MRI and MRS were carried out at Birmingham Children’s Hospital, prior to the patient receiving treatment, on a 1.5T Siemens Symphony Magnetom with a single channel head coil and a 1.5T GE Signa Excite scanner equipped with an 8-channel head coil. Standard imaging included T1 and T2 weighted images of the brain followed by gadolinium contrast administration and then T1 weighted images of the head and spine where appropriate. The conventional imaging set was used to delineate the margins of the primary tumor from known characteristics (12) and the voxel for MRS was placed entirely within this region encompassing as much of the solid component of the lesion as possible.

Point resolved single voxel spectroscopy (PRESS) (13) was performed with an echo time of 30ms and a repetition time of 1500ms. Cubic voxels of either 2cm or 1.5cm length were used depending on the size of the tumor. Water suppressed data was acquired with 128 repetitions from the larger voxels and 256 repetitions from the smaller ones. A corresponding water unsuppressed spectrum was also acquired with 4 scans for use as a concentration reference. The TARQUIN (14) analysis package (version 4.2.11) was used to determine metabolite concentration and data quality parameters from the raw MRS data. The following metabolites were measured: alanine (Ala); citrate (Cit); creatine (Cr); gamma-Aminobutyric acid (GABA); glycerophosphocholine (GPC); glucose (Glc); glutamine (Gln); glutathione (Glth); glutamate (Glu); glycine (Gly); myo-inostial (Ins); lacate (Lac); N-acetylaspartate (NAA); N-acetylaspartylglutamate (NAAG); phosphocholine (PCh); scyllo-inositol (scyllo); taurine (Tau); total-choline (TCho=GPC+PCh); total-NAA (TNAA=NAA+NAAG) and total-lipids at 1.3ppm (TLip13). It is known that phosphocreatine produces a signal indistinguishable from creatine at a field strength of 1.5T. Therefore, future references to creatine or Cr are equivalent to creatine + phosphocreatine. Whilst all metabolites listed were included in the fitting process, Glc and GABA were excluded from further analysis due to limited evidence demonstrating they are reliably measured in brain tumor tissue. NAA and NAAG were not considered as individual measurements, since it is unlikely that these signals can be resolved at 1.5T given the high degree of overlap and low level of TNAA in this tumor group.

Each spectrum and its associated voxel placement were reviewed. Data were rejected if any of the following conditions were met: the voxel was placed closer than 4mm to lipid containing structures, greater than 5% of the voxel was estimated to contain non-involved brain, the baseline was unstable, obvious artefacts were present, the signal-to-noise ratio (SNR) was less than 4 or the overall metabolite linewidth exceeded 0.15ppm.

To reduce the risk of type I errors in the analysis, the cohort was split into two groups to allow a subsequent validation step: 1) patients diagnosed before January 2007 and 2) patients diagnosed after January 2007. These two groups are referred to as the initial and validation cohorts respectively. An exploratory statistical analysis was carried out on the initial cohort to establish potential non-invasive metabolite biomarkers of survival for medulloblastoma. Since MRS can provide a number of potential biomarkers, a more stringent significance value of p<0.01 was chosen to reduce errors associated with multiple comparisons. Kaplan-Meier survival analysis was performed on the initial cohort for each metabolite by dividing the cohort into two groups; cases with metabolite concentrations above and below a cut off value. The optimal cut off value was found for each metabolite by performing a chi-squared significance test over a range of values. Values that resulted in fewer than 5 cases in either group were not considered due to statistical instabilities. Hazard ratios were calculated at the determined cut-off using Cox-Regression.

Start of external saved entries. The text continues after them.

//! Error types for the row-level policy compiler

use thiserror::Error;

/// Policy compiler error types
#[derive(Error, Debug)]
pub enum Error {
    // Compilation Errors
    #[error("Unsupported policy node type: {0}")]
    UnsupportedNodeType(String),

    #[error("Invalid arity for {op}: expected {expected} argument(s), got {actual}")]
    InvalidArity {
        op: &'static str,
        expected: usize,
        actual: usize,
    },

    #[error("Missing join target: {0}")]
    MissingJoinTarget(String),

    #[error("Unknown table id: {0}")]
    UnknownTableId(String),

    #[error("Unknown field id: {0}")]
    UnknownFieldId(String),

    #[error("Invalid policy: {0}")]
    InvalidPolicy(String),

    // Rule Management Errors
    #[error("Rule already exists: {0}")]
    DuplicateRule(String),

    #[error("Rule not found: {0}")]
    RuleNotFound(String),

    // General Errors
    #[error("Configuration error: {0}")]
    ConfigError(String),

    #[error("IO error: {0}")]
    IoError(#[from] std::io::Error),

    #[error("JSON error: {0}")]
    JsonError(#[from] serde_json::Error),

    #[error("TOML error: {0}")]
    TomlError(#[from] toml::de::Error),
}

/// Result type alias for policy compiler operations
pub type Result<T> = std::result::Result<T, Error>;

impl Error {
    /// Stable error code for diagnostics and tooling output
    #[must_use]
    pub fn error_code(&self) -> &'static str {
        match self {
            Self::UnsupportedNodeType(_) => "unsupported_node_type",
            Self::InvalidArity { .. } => "invalid_arity",
            Self::MissingJoinTarget(_) => "missing_join_target",
            Self::UnknownTableId(_) => "unknown_table_id",
            Self::UnknownFieldId(_) => "unknown_field_id",
            Self::InvalidPolicy(_) => "invalid_policy",
            Self::DuplicateRule(_) => "duplicate_rule",
            Self::RuleNotFound(_) => "rule_not_found",
            Self::ConfigError(_) => "config_error",
            Self::IoError(_) => "io_error",
            Self::JsonError(_) => "json_error",
            Self::TomlError(_) => "toml_error",
        }
    }

    /// Whether this error comes from compiling a policy tree.
    ///
    /// Compile errors are configuration defects: compilation is
    /// deterministic, so retrying never helps.
    #[must_use]
    pub fn is_compile_error(&self) -> bool {
        matches!(
            self,
            Self::UnsupportedNodeType(_)
                | Self::InvalidArity { .. }
                | Self::MissingJoinTarget(_)
                | Self::UnknownTableId(_)
                | Self::UnknownFieldId(_)
                | Self::InvalidPolicy(_)
        )
    }
}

The metabolites associated with survival in the initial cohort were then tested pseudo-prospectively on the validation cohort by performing a Kaplan-Meir survival analysis using the same cut-off values.

Ex-vivo high-resolution magic angle spinning (hr-MAS) was performed on tumor tissue where available. Biopsy tissue was snap frozen in liquid nitrogen shortly after resection and stored at −80°C. Immediately prior to hr-MAS, tissue was thawed at room temperature and cut to approximately 15 mg where appropriate. Tissue was placed into a zirconia rotor and weighed. 4 μL of 3-(trimethylsilyl)proponic-2,2,3,3-d4 acid sodium salt (TSP) was dissolved in D2O at a concentration of 10 mM and was added to the rotor for referencing the ppm scale. The remaining volume of the rotor was filled with D2O. hr-MAS was performed on either a 600 MHz vertical bore spectrometer using a 4 mm gHX nanoprobe (Varian NMR Inc, Palo Alto, CA, USA) or a 500 MHz vertical bore spectrometer using a 4 mm hr-MAS 1H-13C NMR probe with a z-gradient (Bruker UK Limited, Coventry, UK). Standard pulse acquire MRS with water suppression was performed on each sample and 128 or 256 scans were collected depending on the sample weight. Sample temperature was maintained at 4°C throughout the experiment. Spectral processing and analysis was performed using in-house software. Data was manually phased, baseline corrected and frequency calibrated to the creatine resonance at 3.03ppm. Spectral integration was applied to the glutamate and choline region. The Glu/TCho ratio was used for comparison with the in vivo data since water reference data for absolute quantitation was not available for the ex-vivo data. The association between ex-vivo and in-vivo data was assessed graphically and a Pearson product-moment correlation coefficient was calculated.

Results

A total of 35 medulloblastoma patients were eligible for the study and 17 had died by the end of the study period. In one case, the in vivo MRS failed QC due to baseline distortion, making quantitation unreliable, and was excluded from further analysis. The baseline was poor for this particular case due to insufficient water suppression leaving residual signal; an example of this spectrum is given alongside a normal appearing baseline in supplementary Fig. S1. 16 cases were included in the initial cohort (diagnosed before January 2007) and 19 cases were included in the validation cohort (diagnosed after January 2007). The median observation time was 26 months, defined as time from diagnosis to either death or end of follow-up.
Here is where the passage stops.